### [Exercise directions]
Starting at the first line of the listing below and ending at the line with "match (self, other)", copy each line exactly.

### [Material provided]
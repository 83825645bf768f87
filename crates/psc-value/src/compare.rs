//! Equality, ordering and membership.

use std::cmp::Ordering;

use psc_types::DataType;

use crate::error::{ValueError, ValueResult};
use crate::value::Value;

impl Value {
    /// Language equality.
    ///
    /// Numbers compare numerically and NaN equals nothing. Text and chars
    /// compare by their text. Arrays compare element-wise regardless of their
    /// declared types. Any other pairing of kinds is unequal.
    pub fn equals(&self, other: &Value) -> bool {
        match (self, other) {
            (Value::Number(a), Value::Number(b)) => a.num_eq(b),
            (Value::Bool(a), Value::Bool(b)) => a == b,
            (Value::Char(a), Value::Char(b)) => a == b,
            (Value::Text(_) | Value::Char(_), Value::Text(_) | Value::Char(_)) => {
                self.as_text() == other.as_text()
            }
            (Value::Array(a), Value::Array(b)) => {
                a.len() == b.len()
                    && a
                        .elements()
                        .iter()
                        .zip(b.elements())
                        .all(|(x, y)| x.equals(y))
            }
            _ => false,
        }
    }

    /// Numeric ordering through [`Value::as_number`]; `None` whenever either
    /// side is NaN.
    pub fn compare(&self, other: &Value) -> Option<Ordering> {
        self.as_number().compare(&other.as_number())
    }

    /// `element in self`: membership in an array, or a substring of text.
    pub fn contains(&self, element: &Value) -> ValueResult<bool> {
        match self {
            Value::Array(a) => Ok(a.elements().iter().any(|v| v.equals(element))),
            Value::Text(s) => Ok(s.contains(element.as_text().as_str())),
            _ => Err(ValueError::Casting {
                from: self.data_type(),
                to: DataType::VAR_ARRAY,
            }),
        }
    }
}
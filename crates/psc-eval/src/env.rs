//! Scoped variable environment and native function table.

use std::collections::BTreeMap;

use psc_value::Value;

use crate::error::{EvalError, EvalResult};
use crate::runtime::Runtime;

/// A host function callable from PSC code.
pub type NativeFn = fn(&[Value]) -> EvalResult<Value>;

/// A single scope level.
#[derive(Debug, Clone, Default)]
struct Scope {
    bindings: BTreeMap<String, Value>,
}

#[derive(Debug, Clone, Copy)]
struct Native {
    arity: usize,
    call: NativeFn,
}

/// Scoped variable environment with push/pop semantics.
///
/// Variables are looked up from innermost scope outward.
/// `define` always creates in the current (innermost) scope.
/// `set` updates the first scope where the variable exists.
#[derive(Debug, Clone)]
pub struct Environment {
    scopes: Vec<Scope>,
    natives: BTreeMap<String, Native>,
}

impl Environment {
    /// Create a new environment with one global scope and no functions.
    pub fn new() -> Self {
        Self {
            scopes: vec![Scope::default()],
            natives: BTreeMap::new(),
        }
    }

    /// Push a new scope (for function bodies, loop bodies, etc.).
    pub fn push_scope(&mut self) {
        self.scopes.push(Scope::default());
    }

    /// Pop the innermost scope. The global scope is never popped.
    pub fn pop_scope(&mut self) {
        if self.scopes.len() > 1 {
            self.scopes.pop();
        }
    }

    /// Number of live scopes, the global one included.
    pub fn depth(&self) -> usize {
        self.scopes.len()
    }

    /// Define a variable in the current (innermost) scope.
    pub fn define(&mut self, name: &str, value: Value) {
        if let Some(scope) = self.scopes.last_mut() {
            scope.bindings.insert(name.to_string(), value);
        }
    }

    /// Look up a variable, searching from innermost to outermost scope.
    pub fn get(&self, name: &str) -> Option<&Value> {
        self.scopes
            .iter()
            .rev()
            .find_map(|scope| scope.bindings.get(name))
    }

    /// Update a variable in the first scope where it exists.
    /// Returns `true` if found and updated, `false` if not found.
    pub fn set(&mut self, name: &str, value: Value) -> bool {
        match self
            .scopes
            .iter_mut()
            .rev()
            .find_map(|scope| scope.bindings.get_mut(name))
        {
            Some(slot) => {
                *slot = value;
                true
            }
            None => false,
        }
    }

    /// Register a native function. A later registration under the same name
    /// replaces the earlier one.
    pub fn register(&mut self, name: &str, arity: usize, call: NativeFn) {
        tracing::debug!(name, arity, "registered native function");
        self.natives.insert(name.to_string(), Native { arity, call });
    }
}

impl Default for Environment {
    fn default() -> Self {
        Self::new()
    }
}

impl Runtime for Environment {
    fn get_value(&self, name: &str) -> EvalResult<Value> {
        self.get(name)
            .cloned()
            .ok_or_else(|| EvalError::UndefinedVariable(name.to_string()))
    }

    fn set_value(&mut self, name: &str, value: Value) -> EvalResult<()> {
        if !self.set(name, value.clone()) {
            self.define(name, value);
        }
        Ok(())
    }

    fn invoke(&mut self, name: &str, args: Vec<Value>) -> EvalResult<Value> {
        let native = self
            .natives
            .get(name)
            .copied()
            .ok_or_else(|| EvalError::UndefinedFunction(name.to_string()))?;
        if args.len() != native.arity {
            return Err(EvalError::ArityMismatch {
                name: name.to_string(),
                expected: native.arity,
                found: args.len(),
            });
        }
        tracing::trace!(name, args = args.len(), "invoking native function");
        (native.call)(&args)
    }
}
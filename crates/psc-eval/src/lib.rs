//! PSC operation evaluator.
//!
//! Merges a classified token line into an expression tree and evaluates it
//! against a [`Runtime`]. [`Environment`] is the reference runtime: scoped
//! variables plus a table of native functions.

pub mod env;
pub mod error;
pub mod evaluator;
pub mod operator;
pub mod runtime;

pub use env::{Environment, NativeFn};
pub use error::{EvalError, EvalResult};
pub use evaluator::{evaluate, Evaluator};
pub use operator::perform;
pub use runtime::Runtime;

use psc_parser::Merger;
use psc_tokens::Token;
use psc_types::{Diagnostics, Limits, Result};
use psc_value::Value;

/// Merge and evaluate one token line under the default limits.
pub fn evaluate_line<R: Runtime + ?Sized>(tokens: &[Token], runtime: &mut R) -> Result<Value> {
    evaluate_line_with(tokens, runtime, Limits::default())
}

/// Merge and evaluate one token line.
pub fn evaluate_line_with<R: Runtime + ?Sized>(
    tokens: &[Token],
    runtime: &mut R,
    limits: Limits,
) -> Result<Value> {
    let expr = Merger::new(tokens, limits).merge_line()?;
    let value = evaluate(&expr, runtime)?;
    tracing::debug!(line = expr.span.line, value = %value, "evaluated line");
    Ok(value)
}

/// Outcome of evaluating several lines.
#[derive(Debug, Clone, Default)]
pub struct LineReport {
    /// One entry per line, `None` where the line failed.
    pub values: Vec<Option<Value>>,
    pub diagnostics: Diagnostics,
}

/// Evaluate every line in order, collecting failures instead of stopping at
/// the first one.
pub fn evaluate_lines<R: Runtime + ?Sized>(
    lines: &[Vec<Token>],
    runtime: &mut R,
    limits: Limits,
) -> LineReport {
    let mut report = LineReport::default();
    for tokens in lines {
        match evaluate_line_with(tokens, runtime, limits) {
            Ok(value) => report.values.push(Some(value)),
            Err(err) => {
                tracing::debug!(code = %err.code, line = err.line(), "line failed");
                report.diagnostics.push_error(err);
                report.values.push(None);
            }
        }
    }
    report
}
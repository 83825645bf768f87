//! Infix operator semantics.
//!
//! Arithmetic is delegated to the value lattice. Ordering is numeric and a
//! NaN on either side makes every ordering test false. Logic operators are
//! eager and cast both operands to `bool`.

use std::cmp::Ordering;

use psc_tokens::InfixOpType;
use psc_value::{Value, ValueResult};

use crate::error::{EvalError, EvalResult};

/// Apply `op` to two resolved operands.
pub fn perform(op: InfixOpType, left: &Value, right: &Value) -> EvalResult<Value> {
    use InfixOpType as Op;
    let result = match op {
        Op::Add => left.add(right),
        Op::Sub => left.sub(right),
        Op::Mult => left.mult(right),
        Op::Div => left.div(right),
        Op::Mod => left.rem(right),
        Op::Pow => left.pow(right),
        Op::Root => left.root(right),
        Op::Equals => Ok(Value::Bool(left.equals(right))),
        Op::NotEquals => Ok(Value::Bool(!left.equals(right))),
        Op::Greater => Ok(ordered(left, right, Ordering::is_gt)),
        Op::GreaterEq => Ok(ordered(left, right, Ordering::is_ge)),
        Op::Less => Ok(ordered(left, right, Ordering::is_lt)),
        Op::LessEq => Ok(ordered(left, right, Ordering::is_le)),
        Op::And => logic(left, right, |a, b| a && b),
        Op::Or => logic(left, right, |a, b| a || b),
        Op::Nand => logic(left, right, |a, b| !(a && b)),
        Op::Nor => logic(left, right, |a, b| !(a || b)),
        Op::Xor => logic(left, right, |a, b| a != b),
        Op::In => right.contains(left).map(Value::Bool),
    };
    tracing::trace!(%op, ok = result.is_ok(), "applied operator");
    result.map_err(|source| EvalError::Infix {
        op,
        left: left.data_type(),
        right: right.data_type(),
        source,
    })
}

fn ordered(left: &Value, right: &Value, test: fn(Ordering) -> bool) -> Value {
    Value::Bool(left.compare(right).is_some_and(test))
}

fn logic(left: &Value, right: &Value, combine: fn(bool, bool) -> bool) -> ValueResult<Value> {
    Ok(Value::Bool(combine(left.as_bool()?, right.as_bool()?)))
}
//! Exact numbers: arbitrary precision integers, reduced fractions and the
//! conceptual values NaN, +Infinity and -Infinity.
//!
//! Every constructor and every arithmetic operation goes through
//! [`Number::ratio`] (or [`Number::int`]), which keeps the representation
//! canonical:
//!
//! - a zero denominator becomes NaN,
//! - fractions are reduced and carry their sign on the numerator,
//! - a denominator of one demotes to an integer,
//! - no component may exceed [`MAX_DIGITS`] digits.

use std::cmp::Ordering;
use std::collections::HashMap;
use std::fmt;

use num_bigint::BigInt;
use num_integer::Integer;
use num_traits::{One, Signed, ToPrimitive, Zero};

use crate::error::{ValueError, ValueResult};

/// Maximum number of decimal digits of an integer, numerator or denominator.
pub const MAX_DIGITS: usize = 100;

/// Decimal places kept when a root has no exact rational value.
pub const ROOT_PRECISION: u32 = 40;

/// Largest root degree that is computed.
pub const MAX_ROOT_DEGREE: u32 = 256;

/// Every integer below `2^SAFE_BITS` has at most [`MAX_DIGITS`] digits.
const SAFE_BITS: u64 = 332;

/// Every integer of at least `2^UNSAFE_BITS` has more than [`MAX_DIGITS`] digits.
const UNSAFE_BITS: u64 = 333;

/// Number of decimal digits in `n`, ignoring the sign.
pub fn digit_count(n: &BigInt) -> usize {
    n.magnitude().to_str_radix(10).len()
}

fn check_digits(n: &BigInt) -> ValueResult<()> {
    if n.bits() <= SAFE_BITS || digit_count(n) <= MAX_DIGITS {
        Ok(())
    } else {
        tracing::warn!(max = MAX_DIGITS, "digit limit hit");
        Err(ValueError::DigitLimit)
    }
}

/// The non-finite numbers.
#[derive(Debug, Clone, Copy, PartialEq, Eq, Hash)]
pub enum Conceptual {
    NaN,
    PosInf,
    NegInf,
}

impl fmt::Display for Conceptual {
    fn fmt(&self, f: &mut fmt::Formatter<'_>) -> fmt::Result {
        match self {
            Conceptual::NaN => f.write_str("NaN"),
            Conceptual::PosInf => f.write_str("Infinity"),
            Conceptual::NegInf => f.write_str("-Infinity"),
        }
    }
}

/// A reduced fraction that is not an integer.
///
/// Only constructible through [`Number::ratio`].
#[derive(Debug, Clone, PartialEq, Eq, Hash)]
pub struct Fraction {
    num: BigInt,
    denom: BigInt,
}

impl Fraction {
    pub fn numer(&self) -> &BigInt {
        &self.num
    }

    /// Always greater than one.
    pub fn denom(&self) -> &BigInt {
        &self.denom
    }

    /// `n/d` notation.
    pub fn as_rational(&self) -> String {
        format!("{}/{}", self.num, self.denom)
    }

    /// Truncate toward zero.
    pub fn trunc(&self) -> BigInt {
        &self.num / &self.denom
    }
}

/// Renders the decimal expansion with the repeating block in parentheses,
/// e.g. `0.(3)` for one third and `0.1(6)` for one sixth.
///
/// Expansions longer than [`MAX_DIGITS`] characters are cut off.
impl fmt::Display for Fraction {
    fn fmt(&self, f: &mut fmt::Formatter<'_>) -> fmt::Result {
        let mut out = String::new();
        if self.num.is_negative() {
            out.push('-');
        }
        let num = self.num.abs();
        let (int_part, mut rem) = num.div_rem(&self.denom);
        out.push_str(&int_part.to_string());
        out.push('.');

        let mut seen: HashMap<BigInt, usize> = HashMap::new();
        let mut cut_off = false;
        while !rem.is_zero() {
            if let Some(&start) = seen.get(&rem) {
                out.insert(start, '(');
                out.push(')');
                break;
            }
            if out.len() >= MAX_DIGITS {
                cut_off = true;
                break;
            }
            seen.insert(rem.clone(), out.len());
            rem *= 10u8;
            let (digit, next) = rem.div_rem(&self.denom);
            out.push_str(&digit.to_string());
            rem = next;
        }
        if cut_off {
            let trimmed = out.trim_end_matches('0');
            return f.write_str(trimmed.strip_suffix('.').unwrap_or(trimmed));
        }
        f.write_str(&out)
    }
}

/// An exact number.
///
/// Equality is structural, which the canonical form makes numeric for finite
/// values. Language equality, where NaN equals nothing, is
/// [`Number::num_eq`].
#[derive(Debug, Clone, PartialEq, Eq, Hash)]
pub enum Number {
    Int(BigInt),
    Decimal(Fraction),
    Conceptual(Conceptual),
}
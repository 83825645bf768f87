//! Runtime values of the PSC language.
//!
//! A [`Value`] is a closed tagged union. Numbers are exact: arbitrary
//! precision integers, reduced fractions and the conceptual values NaN and
//! ±Infinity. The cast lattice, cross-kind arithmetic and comparisons live
//! here as methods on [`Value`].

mod arith;
mod cast;
mod compare;
pub mod error;
pub mod number;
pub mod value;

pub use arith::MAX_REPEAT_LEN;
pub use error::{ValueError, ValueResult};
pub use number::{Conceptual, Fraction, Number, MAX_DIGITS, MAX_ROOT_DEGREE, ROOT_PRECISION};
pub use value::{common_type, ArrayValue, Value};
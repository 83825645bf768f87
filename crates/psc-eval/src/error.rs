//! Runtime error types for the PSC evaluator.

use psc_tokens::InfixOpType;
use psc_types::{DataType, ErrorCode, PscError, Span};
use psc_value::ValueError;
use thiserror::Error;

/// Evaluation error: failed coercions, overflows and unresolved references.
///
/// Like [`ValueError`] these carry no location. The evaluator attaches the
/// span of the failing node through [`EvalError::into_diagnostic`].
#[derive(Debug, Clone, PartialEq, Error)]
pub enum EvalError {
    /// A value-level failure outside of an operator, e.g. an explicit cast.
    #[error(transparent)]
    Value(#[from] ValueError),

    /// An infix operator rejected its operands.
    #[error("'{op}' cannot be applied to {left} and {right}: {source}")]
    Infix {
        op: InfixOpType,
        left: DataType,
        right: DataType,
        #[source]
        source: ValueError,
    },

    /// A prefix or postfix operator rejected its operand.
    #[error("'{op}' cannot be applied to {operand}: {source}")]
    Unary {
        op: String,
        operand: DataType,
        #[source]
        source: ValueError,
    },

    /// An infix operator with a multi-call on both sides.
    #[error("'{0}' cannot take a multi-call on both sides")]
    MultiCallPair(InfixOpType),

    /// Unknown variable
    #[error("variable '{0}' is not defined")]
    UndefinedVariable(String),

    /// Unknown function
    #[error("function '{0}' is not defined")]
    UndefinedFunction(String),

    /// A call with the wrong number of arguments.
    #[error("'{name}' takes {expected} argument(s), {found} given")]
    ArityMismatch {
        name: String,
        expected: usize,
        found: usize,
    },
}

impl EvalError {
    /// The diagnostic code for this error.
    pub fn code(&self) -> ErrorCode {
        match self {
            EvalError::Value(source)
            | EvalError::Infix { source, .. }
            | EvalError::Unary { source, .. } => source.code(),
            EvalError::MultiCallPair(_) => ErrorCode::INVALID_OPERAND,
            EvalError::UndefinedVariable(_) => ErrorCode::VARIABLE_NOT_FOUND,
            EvalError::UndefinedFunction(_) => ErrorCode::DEFINITION_NOT_FOUND,
            EvalError::ArityMismatch { .. } => ErrorCode::WRONG_ARG_COUNT,
        }
    }

    /// Attach a source location.
    pub fn into_diagnostic(self, span: Span) -> PscError {
        PscError::new(self.code(), self.to_string(), span)
    }
}

/// Result alias for evaluator operations.
pub type EvalResult<T> = Result<T, EvalError>;

#[cfg(test)]
mod tests {
    use super::*;
    use psc_types::ErrorCategory;

    #[test]
    fn test_infix_message_names_operator_and_operands() {
        let err = EvalError::Infix {
            op: InfixOpType::And,
            left: DataType::INT,
            right: DataType::TEXT,
            source: ValueError::Casting {
                from: DataType::INT,
                to: DataType::BOOL,
            },
        };
        let msg = err.to_string();
        assert!(msg.contains("'and'"), "{msg}");
        assert!(msg.contains("int and text"), "{msg}");
        assert_eq!(err.code(), ErrorCode::CASTING);
    }

    #[test]
    fn test_reference_errors_keep_their_category() {
        let diag = EvalError::UndefinedVariable("x".into()).into_diagnostic(Span::point(4, 2));
        assert_eq!(diag.category, ErrorCategory::UndefinedReference);
        assert_eq!(diag.line(), 4);

        let diag = EvalError::ArityMismatch {
            name: "f".into(),
            expected: 2,
            found: 1,
        }
        .into_diagnostic(Span::point(1, 1));
        assert_eq!(diag.category, ErrorCategory::ArityMismatch);
    }
}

### [Response to this task]
repository 83825645bf768f87
filename crates/psc-value/src/compare.rs
//! Equality, ordering and membership.

use std::cmp::Ordering;

use psc_types::DataType;

use crate::error::{ValueError, ValueResult};
use crate::value::Value;

impl Value {
    /// Language equality.
    ///
    /// Numbers compare numerically and NaN equals nothing. Text and chars
    /// compare by their text. Arrays compare element-wise regardless of their
    /// declared types. Any other pairing of kinds is unequal.
    pub fn equals(&self, other: &Value) -> bool {
        match (self, other) {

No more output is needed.